Dame Margaret Scott AC DBE (1922 – 2019)
- Dame Margaret Scott AC DBE (1922 – 2019)
Dame Margaret Scott AC DBE (1922 – 2019)
Born in Johannesburg, South Africa, on 26 April 1922, Margaret Scott began her dance training under the distinguished Royal Academy teacher Ivy Conmee.
After a successful audition, she joined the Rambert company as a principal dancer in 1943.

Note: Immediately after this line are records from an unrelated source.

//! Demo entities that own hit-volume trees

pub mod kamikaze;
pub mod player;
pub mod shield;

pub use kamikaze::{Fate, KamikazeShip, KamikazeVariant};
pub use player::PlayerShip;
pub use shield::{CrescentShield, ShieldParameters, VerticalDirection};

use starfall_engine::prelude::*;

/// What an entity wants done with its hit-volume tree before the next pass
#[derive(Debug, Clone, Copy, PartialEq, Eq)]
pub enum TreeState {
    /// Take part in collision passes
    Enabled,
    /// Skip passes for now
    Disabled,
    /// Gone for good
    Destroyed,
}

/// Every entity kind in the scene
#[derive(Debug, Clone)]
pub enum Actor {
    /// The player's ship
    Player(PlayerShip),
    /// An enemy ship
    Kamikaze(KamikazeShip),
    /// A shield carried by another actor
    Shield(CrescentShield),
}

impl Actor {
    /// What the scene should do with this actor's tree
    pub fn tree_state(&self) -> TreeState {
        match self {
            Self::Player(player) => player.tree_state(),
            Self::Kamikaze(ship) => ship.tree_state(),
            Self::Shield(shield) => shield.tree_state(),
        }
    }

    fn receiver(&self) -> &dyn CollisionReceiver {
        match self {
            Self::Player(player) => player,
            Self::Kamikaze(ship) => ship,
            Self::Shield(shield) => shield,
        }
    }

    fn receiver_mut(&mut self) -> &mut dyn CollisionReceiver {
        match self {
            Self::Player(player) => player,
            Self::Kamikaze(ship) => ship,
            Self::Shield(shield) => shield,
        }
    }
}

impl CollisionReceiver for Actor {
    fn world_transform(&self) -> WorldTransform {
        self.receiver().world_transform()
    }

    fn acknowledge_signal(&mut self, signal: &CollisionSignal, last_signal_node: &ProjectilePath) {
        self.receiver_mut().acknowledge_signal(signal, last_signal_node);
    }

    fn acknowledge_target(&mut self, target: &CollisionTarget, last_target_node: EntityId) {
        self.receiver_mut().acknowledge_target(target, last_target_node);
    }
}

In November 2000 RMIT University conferred an honorary Doctor of Education on Dame MargaretScott. In his address the Vice-Chancellor said: ‘Dame Margaret Scott’s vision for the Australian Ballet School was epitomised by its breadth. She did not see students merely as performers. She was equally concerned to develop their intellect. Dame Margaret was also concerned to identify and encourage creativity and students with “other” talents. It was she, for example, who first recognised and strongly encouraged the outstanding choreographic talents of Graeme Murphy, Director of the Sydney Dance Company, and steered him into this field. Equally she encouraged students to pursue non-performance fields of interest, such as design. Dame Margaret Scott’s intellect and artistry have always steered her in the direction of broadening the concept of dance. She has been involved in most if not all of the major developments in dance education in this country since the mid 1960s, including the establishment of the country’s dance organisation, Ausdance. It is most fitting for RMIT University to grant Dame Margaret the award of Honorary Doctorate in Education in recognition not merely of one of its graduates, but of an outstanding dance educator who has done a great deal to foster dance and arts education internationally.’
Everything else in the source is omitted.